Your answer should be a single number: the count of lines in the entries below that contain "await".

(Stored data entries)

□ □ □ □

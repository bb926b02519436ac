use tracing_subscriber::{layer::SubscriberExt, util::SubscriberInitExt, EnvFilter};

pub fn init_logger() {
    tracing_subscriber::registry()
        .with(EnvFilter::try_from_default_env().unwrap_or_else(|_| "pediaquiz=info,tower_http=warn".into()))
        .with(tracing_subscriber::fmt::layer().with_target(true))
        .init();
}
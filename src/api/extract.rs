//! 调用方身份与请求体提取
//!
//! 身份由前置的身份提供方通过请求头声明：`x-auth-uid` 为用户 id，
//! `x-auth-admin: true` 为管理员声明。身份检查先于请求体解析执行。

use axum::{
    async_trait,
    extract::{FromRequest, FromRequestParts, Request},
    http::request::Parts,
    Json,
};
use serde::de::DeserializeOwned;

use super::error::ApiError;
use super::AppState;
use crate::utils::QuizError;

pub const UID_HEADER: &str = "x-auth-uid";
pub const ADMIN_HEADER: &str = "x-auth-admin";
pub const EVENT_TOKEN_HEADER: &str = "x-event-token";

fn header<'a>(parts: &'a Parts, name: &str) -> Option<&'a str> {
    parts
        .headers
        .get(name)
        .and_then(|v| v.to_str().ok())
        .map(str::trim)
        .filter(|v| !v.is_empty())
}

/// 已认证的调用方
#[derive(Debug, Clone)]
pub struct Caller {
    pub uid: String,
    pub is_admin: bool,
}

#[async_trait]
impl<S: Send + Sync> FromRequestParts<S> for Caller {
    type Rejection = ApiError;

    async fn from_request_parts(parts: &mut Parts, _state: &S) -> Result<Self, Self::Rejection> {
        let uid = header(parts, UID_HEADER).ok_or(QuizError::Unauthenticated)?;
        let is_admin = header(parts, ADMIN_HEADER).is_some_and(|v| v.eq_ignore_ascii_case("true"));
        Ok(Caller {
            uid: uid.to_string(),
            is_admin,
        })
    }
}

/// 带管理员声明的调用方
#[derive(Debug, Clone)]
pub struct Admin(pub Caller);

#[async_trait]
impl<S: Send + Sync> FromRequestParts<S> for Admin {
    type Rejection = ApiError;

    async fn from_request_parts(parts: &mut Parts, state: &S) -> Result<Self, Self::Rejection> {
        let caller = Caller::from_request_parts(parts, state).await?;
        if !caller.is_admin {
            return Err(QuizError::PermissionDenied.into());
        }
        Ok(Admin(caller))
    }
}

/// 对象存储事件投递方，凭共享令牌识别
#[derive(Debug, Clone, Copy)]
pub struct EventSource;

#[async_trait]
impl FromRequestParts<AppState> for EventSource {
    type Rejection = ApiError;

    async fn from_request_parts(parts: &mut Parts, state: &AppState) -> Result<Self, Self::Rejection> {
        match header(parts, EVENT_TOKEN_HEADER) {
            Some(token) if token == state.config.server.event_token => Ok(EventSource),
            _ => Err(QuizError::Unauthenticated.into()),
        }
    }
}

/// JSON 请求体；解析失败统一映射为 `INVALID_ARGUMENT`
#[derive(Debug, Clone)]
pub struct RpcJson<T>(pub T);

#[async_trait]
impl<S, T> FromRequest<S> for RpcJson<T>
where
    S: Send + Sync,
    T: DeserializeOwned,
{
    type Rejection = ApiError;

    async fn from_request(req: Request, state: &S) -> Result<Self, Self::Rejection> {
        let Json(value) = Json::<T>::from_request(req, state)
            .await
            .map_err(|rejection| ApiError(QuizError::invalid(rejection.body_text())))?;
        Ok(RpcJson(value))
    }
}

□ □ □ □

• ANSWER SECTION:
2